逐条、このような真摯な討議が深更に及んで繰広げられているのは、彼らの立派な憲法を作りたいという真心であり、日本人なら感謝しないわけにはいけない。最期はGHQの力による押付け憲法と言われてしまう運命にあるのだけれど、草案を作った人たちの努力は素晴らしいと思う。
 それとこの草案作成時に22歳だった著者は女性の人権や地位向上に対して並々ならぬ思いを込めて、草案つくりをしているのもすばらしい。その努力のかいがあったのだろう、日本国憲法103条の内、人権条項は31条もあって、全体の三分の一を占めている。そして彼らは、後日日本人が自らの手でこの憲法を改正も改悪もできる権利を日本人の手に残しておいてくれたのだ。

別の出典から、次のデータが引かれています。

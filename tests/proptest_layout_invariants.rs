//! Property-based invariant tests for layout computation.
//!
//! 1. Wall measurements always add up to the wall's dimensions.
//! 2. Stretching distributions fill the span exactly.
//! 3. Space-around edge gaps are half the interior gap.
//! 4. Recomputing an unchanged layout is bit-identical.
//! 5. Dragging a multi-selection moves every selected frame by the pointer
//!    delta and leaves the rest alone.
//! 6. Dual hooks are symmetric about the frame's center.

use hangplan::{
    AnchorLine, AnchorSpec, Arrangement, Distribution, FrameSpec, Furniture, Gallery, HangingSpec,
    HorizontalAnchor, Point, RegularLayout, Spacing, VerticalAnchor, WallSpec, distribute,
};
use proptest::prelude::*;

// ── Helpers ─────────────────────────────────────────────────────────────

const EPS: f64 = 1e-6;

fn wall() -> impl Strategy<Value = WallSpec> {
    (24.0f64..240.0, 24.0f64..144.0).prop_map(|(w, h)| WallSpec::new(w, h))
}

fn distribution() -> impl Strategy<Value = Distribution> {
    prop_oneof![
        Just(Distribution::Fixed),
        Just(Distribution::SpaceBetween),
        Just(Distribution::SpaceEvenly),
        Just(Distribution::SpaceAround),
    ]
}

fn arrangement() -> impl Strategy<Value = Arrangement> {
    prop_oneof![
        Just(Arrangement::Row),
        proptest::option::of(1usize..6).prop_map(|columns| Arrangement::Grid { columns }),
    ]
}

fn anchor() -> impl Strategy<Value = AnchorSpec> {
    let horizontal = prop_oneof![
        Just(HorizontalAnchor::Left),
        Just(HorizontalAnchor::Center),
        Just(HorizontalAnchor::Right),
    ];
    let vertical = prop_oneof![
        Just(VerticalAnchor::Floor),
        Just(VerticalAnchor::Ceiling),
        Just(VerticalAnchor::Center),
        Just(VerticalAnchor::Furniture),
    ];
    let line = prop_oneof![Just(AnchorLine::Hooks), Just(AnchorLine::Edge)];
    let furniture = proptest::option::of(
        (12.0f64..96.0, 12.0f64..40.0, any::<bool>())
            .prop_map(|(w, h, centered)| {
                let f = Furniture::new(w, h);
                if centered { f } else { f.uncentered() }
            }),
    );
    (horizontal, -20.0f64..40.0, vertical, -10.0f64..80.0, line, furniture).prop_map(
        |(h, hv, v, vv, line, furniture)| {
            let mut a = AnchorSpec::default()
                .horizontal(h, hv)
                .vertical(v, vv)
                .line(line);
            a.furniture = furniture;
            a
        },
    )
}

fn hanging() -> impl Strategy<Value = HangingSpec> {
    prop_oneof![
        Just(HangingSpec::single()),
        (0.0f64..4.0).prop_map(HangingSpec::dual),
    ]
}

fn regular_layout() -> impl Strategy<Value = RegularLayout> {
    (
        arrangement(),
        0usize..12,
        (4.0f64..48.0, 4.0f64..48.0, 0.0f64..1.0),
        hanging(),
        (0.0f64..8.0, 0.0f64..8.0),
        distribution(),
        distribution(),
        anchor(),
    )
        .prop_map(
            |(arrangement, frame_count, (w, h, t), hanging, (gx, gy), d, vd, anchor)| RegularLayout {
                arrangement,
                frame_count,
                frame: FrameSpec::new(w, h, h * t),
                hanging,
                spacing: Spacing {
                    horizontal: gx,
                    vertical: gy,
                },
                distribution: d,
                vertical_distribution: vd,
                anchor,
            },
        )
}

// ═════════════════════════════════════════════════════════════════════════
// 1. Measurements add up to the wall
// ═════════════════════════════════════════════════════════════════════════

proptest! {
    #[test]
    fn measurements_sum_to_wall(wall in wall(), layout in regular_layout()) {
        for p in layout.positions(&wall) {
            let m = p.measurements;
            prop_assert!((m.from_left + m.from_right - wall.width).abs() < EPS, "{:?}", m);
            prop_assert!((m.from_floor + m.from_ceiling - wall.height).abs() < EPS, "{:?}", m);
        }
    }

    #[test]
    fn emits_one_position_per_frame(wall in wall(), layout in regular_layout()) {
        let positions = layout.positions(&wall);
        prop_assert_eq!(positions.len(), layout.frame_count);
        for (i, p) in positions.iter().enumerate() {
            prop_assert_eq!(p.id, i);
        }
    }
}

// ═════════════════════════════════════════════════════════════════════════
// 2. Stretching distributions fill the span
// ═════════════════════════════════════════════════════════════════════════

proptest! {
    #[test]
    fn space_between_fills_span(span in 10.0f64..500.0, size in 1.0f64..50.0, count in 2usize..20) {
        let d = distribute(span, size, count, 0.0, Distribution::SpaceBetween);
        let n = count as f64;
        prop_assert!((n * size + (n - 1.0) * d.gap - span).abs() < EPS);
        prop_assert!((d.offsets[count - 1] + size - span).abs() < EPS);
    }

    #[test]
    fn space_evenly_fills_span(span in 10.0f64..500.0, size in 1.0f64..50.0, count in 2usize..20) {
        let d = distribute(span, size, count, 0.0, Distribution::SpaceEvenly);
        let n = count as f64;
        prop_assert!((n * size + (n + 1.0) * d.gap - span).abs() < EPS);
        prop_assert!((d.leading() - d.gap).abs() < EPS);
    }
}

// ═════════════════════════════════════════════════════════════════════════
// 3. Space-around edge gaps are half the interior gap
// ═════════════════════════════════════════════════════════════════════════

proptest! {
    #[test]
    fn space_around_half_edges(span in 10.0f64..500.0, size in 1.0f64..50.0, count in 1usize..20) {
        let d = distribute(span, size, count, 0.0, Distribution::SpaceAround);
        let trailing = span - (d.offsets[count - 1] + size);
        prop_assert!((d.leading() - d.gap / 2.0).abs() < EPS);
        prop_assert!((trailing - d.gap / 2.0).abs() < EPS);
    }
}

// ═════════════════════════════════════════════════════════════════════════
// 4. Idempotent recomputation
// ═════════════════════════════════════════════════════════════════════════

proptest! {
    #[test]
    fn recompute_is_bit_identical(wall in wall(), layout in regular_layout()) {
        let a = layout.positions(&wall);
        let b = layout.positions(&wall);
        prop_assert_eq!(a.len(), b.len());
        for (p, q) in a.iter().zip(&b) {
            prop_assert_eq!(p.x.to_bits(), q.x.to_bits());
            prop_assert_eq!(p.y.to_bits(), q.y.to_bits());
            prop_assert_eq!(p, q);
        }
    }
}

// ═════════════════════════════════════════════════════════════════════════
// 5. Rigid group translation
// ═════════════════════════════════════════════════════════════════════════

proptest! {
    #[test]
    fn group_drag_is_rigid(
        origins in proptest::collection::vec((0.0f64..80.0, 0.0f64..60.0), 2..6),
        picks in proptest::collection::vec(any::<bool>(), 6),
        (dx, dy) in (-30.0f64..30.0, -30.0f64..30.0),
    ) {
        let wall = WallSpec::new(96.0, 72.0);
        let mut gallery = Gallery::new().snap(false);
        for (i, &(x, y)) in origins.iter().enumerate() {
            gallery = gallery.add_frame(FrameSpec::new(10.0, 8.0, 2.0), format!("F{i}"), Point::new(x, y));
        }
        // Frame 0 is always selected and dragged; the rest per `picks`.
        gallery = gallery.select(0, false);
        for id in 1..origins.len() {
            if picks[id] {
                gallery = gallery.select(id, true);
            }
        }
        let selected: Vec<bool> = (0..origins.len()).map(|id| gallery.selection.contains(id)).collect();

        let (px, py) = (origins[0].0 + 5.0, origins[0].1 + 4.0);
        let moved = gallery
            .begin_drag(0, px, py)
            .update_drag(&wall, px + dx, py + dy)
            .end_drag();

        for (id, &(x, y)) in origins.iter().enumerate() {
            let f = moved.frame(id).unwrap();
            let (ex, ey) = if selected[id] { (x + dx, y + dy) } else { (x, y) };
            prop_assert!((f.x - ex).abs() < EPS, "frame {} x {} != {}", id, f.x, ex);
            prop_assert!((f.y - ey).abs() < EPS, "frame {} y {} != {}", id, f.y, ey);
        }
    }
}

// ═════════════════════════════════════════════════════════════════════════
// 6. Dual hook symmetry
// ═════════════════════════════════════════════════════════════════════════

proptest! {
    #[test]
    fn dual_hooks_symmetric(wall in wall(), layout in regular_layout(), inset in 0.0f64..4.0) {
        let layout = RegularLayout { hanging: HangingSpec::dual(inset), ..layout };
        for p in layout.positions(&wall) {
            prop_assert!(p.hook_x2.is_some(), "dual layout without a second hook");
            let x2 = p.hook_x2.unwrap_or_default();
            prop_assert!((x2 - p.hook_x - (p.width - 2.0 * inset)).abs() < EPS);
            prop_assert!(((p.hook_x + x2) / 2.0 - p.width / 2.0).abs() < EPS);
            prop_assert_eq!(p.hook_gap, Some(x2 - p.hook_x));
        }
    }
}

 トップシークレットであったため、その秘密を50年以上もの間、一度も口にしたことがなかった彼女が明かした真相は衝撃的です。歴史はいろいろな側面をもっています。この本のように戦勝国側から見た、それも組織の下のほうに位置していた一人の日本通の若い娘が体験した憲法草案作成の記録は貴重です。
 我国はこれから、憲法改正について国民的議論をはじめなければなりません。この機会に若い人にこの本を読んでいただきたいと思いました。